Do you have the horse slowing and stopping easily and lightly in the arena? Before taking the horse out of the arena, I'd check to make sure he understood the seat, weight and rein cues I was using on him very well.

Does the saddle fit well? Any issues that might make a horse uncomfortable at a slower speed will be magnified at a faster speed. So let's say your trotting in the arena was a bit more relaxed and he began trotting faster outside over bumpier ground, he might have reacted to some pain from the saddle putting pressure on him as he moved faster.

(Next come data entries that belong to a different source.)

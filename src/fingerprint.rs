//! Content fingerprints.
//!
//! Files are streamed through a hash accumulator in fixed-size chunks so
//! memory use stays bounded no matter how large the file is. Two algorithms
//! are kept apart on purpose: MD5 for checksum manifests, which must match
//! the digests already recorded in existing `checkSum.txt` files, and BLAKE3
//! for duplicate detection.

use std::fmt;
use std::fs::File;
use std::io::Read;
use std::path::Path;

use md5::{Digest, Md5};
use serde::Serialize;

use crate::error::HashError;

/// Read buffer size for streaming hashes.
pub const CHUNK_SIZE: usize = 8192;

/// Digest algorithm used to produce a [`Fingerprint`].
#[derive(Debug, Clone, Copy, PartialEq, Eq, Hash, Serialize)]
#[serde(rename_all = "lowercase")]
pub enum Algorithm {
    /// Manifest checksums.
    Md5,
    /// Duplicate detection.
    Blake3,
}

impl fmt::Display for Algorithm {
    fn fmt(&self, f: &mut fmt::Formatter<'_>) -> fmt::Result {
        match self {
            Algorithm::Md5 => write!(f, "md5"),
            Algorithm::Blake3 => write!(f, "blake3"),
        }
    }
}

/// Digest of a file's full byte content. Only ever compared for equality.
#[derive(Debug, Clone, PartialEq, Eq, Hash)]
pub struct Fingerprint {
    algorithm: Algorithm,
    bytes: Vec<u8>,
}

impl Fingerprint {
    pub fn algorithm(&self) -> Algorithm {
        self.algorithm
    }

    pub fn as_bytes(&self) -> &[u8] {
        &self.bytes
    }

    /// Lowercase hexadecimal rendering, as written to manifests.
    pub fn to_hex(&self) -> String {
        hex::encode(&self.bytes)
    }
}

impl fmt::Display for Fingerprint {
    fn fmt(&self, f: &mut fmt::Formatter<'_>) -> fmt::Result {
        f.write_str(&self.to_hex())
    }
}

enum Accumulator {
    Md5(Md5),
    Blake3(Box<blake3::Hasher>),
}

impl Accumulator {
    fn new(algorithm: Algorithm) -> Self {
        match algorithm {
            Algorithm::Md5 => Accumulator::Md5(Md5::new()),
            Algorithm::Blake3 => Accumulator::Blake3(Box::new(blake3::Hasher::new())),
        }
    }

    fn update(&mut self, chunk: &[u8]) {
        match self {
            Accumulator::Md5(hasher) => hasher.update(chunk),
            Accumulator::Blake3(hasher) => {
                hasher.update(chunk);
            }
        }
    }

    fn finish(self) -> Fingerprint {
        match self {
            Accumulator::Md5(hasher) => Fingerprint {
                algorithm: Algorithm::Md5,
                bytes: hasher.finalize().to_vec(),
            },
            Accumulator::Blake3(hasher) => Fingerprint {
                algorithm: Algorithm::Blake3,
                bytes: hasher.finalize().as_bytes().to_vec(),
            },
        }
    }
}

/// Hash a file's full content with the given algorithm.
pub fn fingerprint_file(path: &Path, algorithm: Algorithm) -> Result<Fingerprint, HashError> {
    let mut file = File::open(path).map_err(|source| HashError::Open {
        path: path.to_path_buf(),
        source,
    })?;

    let mut accumulator = Accumulator::new(algorithm);
    let mut buffer = vec![0; CHUNK_SIZE];

    loop {
        let bytes_read = file.read(&mut buffer).map_err(|source| HashError::Read {
            path: path.to_path_buf(),
            source,
        })?;

        if bytes_read == 0 {
            break;
        }

        accumulator.update(&buffer[..bytes_read]);
    }

    Ok(accumulator.finish())
}

/// Hash an in-memory buffer.
pub fn fingerprint_bytes(data: &[u8], algorithm: Algorithm) -> Fingerprint {
    let mut accumulator = Accumulator::new(algorithm);
    accumulator.update(data);
    accumulator.finish()
}

#[cfg(test)]
mod tests {
    use super::*;
    use std::fs;
    use tempfile::tempdir;

    #[test]
    fn md5_matches_known_digest() {
        let dir = tempdir().unwrap();
        let path = dir.path().join("hello.txt");
        fs::write(&path, b"hello").unwrap();

        let fingerprint = fingerprint_file(&path, Algorithm::Md5).unwrap();
        assert_eq!(fingerprint.to_hex(), "5d41402abc4b2a76b9719d911017c592");
        assert_eq!(fingerprint.algorithm(), Algorithm::Md5);
    }

    #[test]
    fn empty_file_md5() {
        let dir = tempdir().unwrap();
        let path = dir.path().join("empty");
        fs::write(&path, b"").unwrap();

        let fingerprint = fingerprint_file(&path, Algorithm::Md5).unwrap();
        assert_eq!(fingerprint.to_hex(), "d41d8cd98f00b204e9800998ecf8427e");
    }

    #[test]
    fn blake3_matches_reference_hash() {
        let fingerprint = fingerprint_bytes(b"hello", Algorithm::Blake3);
        assert_eq!(fingerprint.as_bytes(), blake3::hash(b"hello").as_bytes());
        assert_eq!(fingerprint.to_hex().len(), 64);
    }

    #[test]
    fn identical_content_at_different_paths_hashes_equal() {
        let dir = tempdir().unwrap();
        let first = dir.path().join("first.bin");
        let second = dir.path().join("nested").join("second.bin");
        fs::create_dir(dir.path().join("nested")).unwrap();
        fs::write(&first, b"same bytes").unwrap();
        fs::write(&second, b"same bytes").unwrap();

        for algorithm in [Algorithm::Md5, Algorithm::Blake3] {
            let a = fingerprint_file(&first, algorithm).unwrap();
            let b = fingerprint_file(&second, algorithm).unwrap();
            assert_eq!(a, b);
            assert_eq!(a, fingerprint_file(&first, algorithm).unwrap());
        }
    }

    #[test]
    fn streaming_across_chunk_boundaries_matches_one_shot() {
        let dir = tempdir().unwrap();
        let path = dir.path().join("large.bin");
        let data: Vec<u8> = (0..CHUNK_SIZE * 3 + 17).map(|i| (i % 251) as u8).collect();
        fs::write(&path, &data).unwrap();

        let streamed = fingerprint_file(&path, Algorithm::Blake3).unwrap();
        assert_eq!(streamed, fingerprint_bytes(&data, Algorithm::Blake3));
    }

    #[test]
    fn algorithms_never_compare_equal() {
        let md5 = fingerprint_bytes(b"x", Algorithm::Md5);
        let blake = fingerprint_bytes(b"x", Algorithm::Blake3);
        assert_ne!(md5, blake);
    }

    #[test]
    fn missing_file_is_an_open_error() {
        let dir = tempdir().unwrap();
        let err = fingerprint_file(&dir.path().join("missing"), Algorithm::Blake3).unwrap_err();
        assert!(matches!(err, HashError::Open { .. }));
        assert_eq!(err.kind(), std::io::ErrorKind::NotFound);
    }
}
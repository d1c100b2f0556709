//! Append-only session log.
//!
//! Writes are best effort: a line that cannot be appended is reported as a
//! warning and the caller carries on.

use std::fs::OpenOptions;
use std::io::{self, Write};
use std::path::{Path, PathBuf};

use chrono::Local;

#[derive(Debug, Clone)]
pub struct SessionLog {
    path: PathBuf,
}

impl SessionLog {
    pub fn new(path: impl Into<PathBuf>) -> Self {
        Self { path: path.into() }
    }

    pub fn path(&self) -> &Path {
        &self.path
    }

    /// Append `msg` with a timestamp. Returns whether the write succeeded.
    pub fn record(&self, msg: &str) -> bool {
        match self.append(msg) {
            Ok(()) => true,
            Err(e) => {
                log::warn!(
                    "Error writing this event to log {}: {} ({})",
                    self.path.display(),
                    msg,
                    e
                );
                false
            }
        }
    }

    fn append(&self, msg: &str) -> io::Result<()> {
        let mut file = OpenOptions::new()
            .create(true)
            .append(true)
            .open(&self.path)?;
        writeln!(file, "{} : {}", timestamp(), msg)
    }
}

fn timestamp() -> String {
    Local::now().format("%Y-%m-%d %H:%M:%S").to_string()
}
use std::time::Duration;

use humansize::{format_size, DECIMAL};

/// Format file size in human-readable format
pub fn format_file_size(size: u64) -> String {
    format_size(size, DECIMAL)
}

/// Elapsed time as `H:MM:SS`, fractions dropped.
pub fn format_elapsed(duration: Duration) -> String {
    let secs = duration.as_secs();
    format!("{}:{:02}:{:02}", secs / 3600, (secs % 3600) / 60, secs % 60)
}

/// Share of `part` in `total`, 0 when `total` is 0.
pub fn calculate_percentage(part: usize, total: usize) -> f64 {
    if total == 0 {
        0.0
    } else {
        (part as f64 / total as f64) * 100.0
    }
}
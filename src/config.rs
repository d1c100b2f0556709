//! Typed run configuration shared by every subcommand.

use std::collections::HashSet;
use std::fmt;
use std::path::{Path, PathBuf};

use clap::ValueEnum;
use serde::{Deserialize, Serialize};

use crate::error::ConfigError;
use crate::scanner::DedupMode;

/// Operating mode recognized on the command line.
#[derive(Debug, Clone, Copy, PartialEq, Eq, ValueEnum, Serialize, Deserialize)]
#[serde(rename_all = "lowercase")]
pub enum Mode {
    /// Report what would happen without touching the filesystem
    Test,
    /// Copy matching files
    Copy,
    /// Move matching files
    Move,
    /// Delete duplicate files
    Remove,
}

impl fmt::Display for Mode {
    fn fmt(&self, f: &mut fmt::Formatter<'_>) -> fmt::Result {
        let name = match self {
            Mode::Test => "test",
            Mode::Copy => "copy",
            Mode::Move => "move",
            Mode::Remove => "remove",
        };
        f.write_str(name)
    }
}

/// Every option the tools recognize. Commands read only the fields they use.
#[derive(Debug, Clone, Default, Serialize, Deserialize)]
pub struct Config {
    pub target_path: Option<PathBuf>,
    pub mode: Option<Mode>,
    pub source_paths: Vec<PathBuf>,
    pub file_types: HashSet<String>,
    pub min_size: u64,
}

impl Config {
    /// The target directory, which must exist.
    pub fn target_dir(&self) -> Result<&Path, ConfigError> {
        let path = self
            .target_path
            .as_deref()
            .ok_or(ConfigError::MissingPath("target"))?;
        validate_dir("target", path)?;
        Ok(path)
    }

    /// All source directories, each of which must exist. At least one is required.
    pub fn source_dirs(&self) -> Result<&[PathBuf], ConfigError> {
        if self.source_paths.is_empty() {
            return Err(ConfigError::MissingPath("source"));
        }
        for path in &self.source_paths {
            validate_dir("source", path)?;
        }
        Ok(&self.source_paths)
    }

    /// Map the configured mode onto the duplicate scanner's modes.
    pub fn dedup_mode(&self) -> Result<DedupMode, ConfigError> {
        match self.mode.ok_or(ConfigError::MissingMode)? {
            Mode::Test => Ok(DedupMode::Test),
            Mode::Remove => Ok(DedupMode::Remove),
            mode => Err(ConfigError::UnsupportedMode {
                mode,
                command: "dedup",
            }),
        }
    }

    /// Extensions normalized to lowercase without a leading dot.
    pub fn normalized_file_types(&self) -> HashSet<String> {
        normalize_extensions(self.file_types.iter().map(String::as_str))
    }
}

/// Fail unless `path` is an existing directory.
pub fn validate_dir(role: &'static str, path: &Path) -> Result<(), ConfigError> {
    if path.is_dir() {
        Ok(())
    } else {
        Err(ConfigError::InvalidPath {
            role,
            path: path.to_path_buf(),
        })
    }
}

pub fn normalize_extensions<'a>(extensions: impl IntoIterator<Item = &'a str>) -> HashSet<String> {
    extensions
        .into_iter()
        .map(|ext| ext.trim().trim_start_matches('.').to_lowercase())
        .filter(|ext| !ext.is_empty())
        .collect()
}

As others have said, it's hard to tell from a description whether the horse was simply going faster than you wanted, or whether he was actually bolting full out. A bolt is at the horse's top speed, galloping, and not just a canter that you can't stop. If he was truly bolting, I'd suspect none of the above issues are true. Instead I'd guess he was stung by something, something in the field jabbed him hard enough to spook him, a sound or smell you might not have noticed terrified him, or something else happened such as a bad tooth was affected by the bit. 

My well trained horse bolted once when I took her out and began to canter, and I didn't realize she had suddenly developed ulcers since our last ride. When the acid splashed up in her stomach, it was apparently so painful she bolted full out. 
In these cases, in order to fix bolting all you need to do is fix the source of the problem. It is not a behavioral issue, it is a physical one. Most often with a true bolt, this is the case. A fresh horse won't bolt blindly and terrified, they will just perhaps canter or gallop sanely but faster than you'd like to go. Bolting horses don't watch their feet, and might run through fences. Fresh horses will watch their feet and jump over obstacles, etc.


----------



## Acadianartist (Apr 21, 2015)

Sorry this is so heartbreaking for you. Trust me, I know how you feel! 

I have a long thread or two in here about my mare Kodak. I had a similar experience with her. We bought her last June as a broke, broke, beginner-safe horse. I wanted her for trails. Within the first two weeks, she dumped me twice. Her problem was spooking - like, drop down two feet, run sideways as fast as you can spooking! Luckily, I had been riding her in a small paddock with my coach present so she couldn't go far. I was pretty bruised but nothing too serious. I was despondent. I asked my coach if I should just sell her. I also came in here and asked the same question. Many people said yes. But my coach said no, wait a little. And I have a 12 year old daughter (then 11) who would start bawling at the mere mention of selling her even though she has her own horse. My mother's heart thought of the message I was going to send my child: give up on this horse and get rid of the problem or face it head on. What do I want my child to learn here? 

My trimmer happened to be coming to do her feet so I told her this mare is nervous and spooky and she should be very cautious around her. Sure enough, she pulled back in fear and behaved like a very frightened horse. My trimmer suggested a trainer who specializes in desensitizing fearful horses. Lucky for me, she is young, and trying to make a name for herself, so her rate was very affordable and she was willing to come to us. We worked with her for 6 weeks (it only cost me 30$ a week so well worth it!). I watched at first, then participated in the sessions. It took a while, but my mare calmed down a bit and we started to trust each other. I'll be honest, I was terrified of riding her again. My fear made things worse. I had to overcome a lot of my own anxiety while my mare overcame hers. We bonded by doing a lot of groundwork - which my mare excelled at. She was so proud of herself for her ability to follow my every cue on the ground that it transitioned to riding. 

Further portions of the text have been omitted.